The Problem
A privately held consumer products company was struggling with continually shifting priorities and stalled growth. The good news was that they had strong brand identify and significant domestic market share within their core product area. The challenge was that over the last three years they were having a difficult time getting traction with a number of different growth opportunities. They had made significant investments to grow in China but it was proving to be a bigger challenge than anticipated. Their brand was strong enough that they frequently got requests for ancillary products related to their core offerings. They were finding that these opportunities were becoming more of a distraction than a benefit.
The Solution
The leadership team initially framed their challenge as an organization design issue. As they began to dive deeper into finding a solution, they began to realize that many of the organization challenges they were facing were a result of an unclear strategy. We held a series of offsites with their leadership team and examined customer and competitor data as well as industry trends.
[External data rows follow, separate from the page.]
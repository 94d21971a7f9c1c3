use base64::Engine;
use base64::engine::general_purpose::{STANDARD, STANDARD_NO_PAD};
use percent_encoding::percent_decode_str;

use crate::error::DataUriError;
use crate::parser::ParsedDataUri;

impl ParsedDataUri {
    /// Whether the parameters declare a base64 payload.
    #[must_use]
    pub fn is_base64(&self) -> bool {
        self.parameters
            .split(';')
            .any(|param| param.trim().eq_ignore_ascii_case("base64"))
    }

    /// Decode the payload into raw bytes.
    ///
    /// Base64 payloads may contain whitespace and may omit padding. Other
    /// payloads are percent-decoded.
    pub fn decode(&self) -> Result<Vec<u8>, DataUriError> {
        if !self.is_base64() {
            return Ok(percent_decode_str(&self.data).collect());
        }

        // Some producers percent-encode the base64 alphabet ('+', '/', '=').
        let unescaped: Vec<u8> = percent_decode_str(&self.data).collect();
        let compact: Vec<u8> = unescaped
            .into_iter()
            .filter(|b| !b.is_ascii_whitespace())
            .collect();

        let engine = if compact.len() % 4 == 0 {
            &STANDARD
        } else {
            &STANDARD_NO_PAD
        };
        engine
            .decode(&compact)
            .map_err(|e| DataUriError::Decode(e.to_string()))
    }
}
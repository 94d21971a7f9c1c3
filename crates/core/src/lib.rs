pub mod command;
pub mod download;
pub mod error;
pub mod pixel;

pub use command::{DownloadCommand, DownloadFailReason, MessageId};
pub use download::{DIRECT_DOWNLOAD_ID, DownloadItem, DownloadStatus};
pub use error::HarborError;
pub use pixel::DownloadsPixelName;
They landed on a strategy that was a significant shift from their current approach but it addressed emerging customer needs and leveraged customer relationships and key internal capabilities.
The Outcome
The primary immediate impact was how they invested for growth. They realized they had been spending a significant amount of money on the after-sales service part of their business and in their new strategy that was much less relevant. So much so, in fact, that they were now debating the possibility of outsourcing it altogether. They also quit chasing a number of new product opportunities that were lower volume and being marketed to customers that were not in their target customer group. The clarity they got from the new strategic focus allowed them to focus time and money on more promising avenues of growth.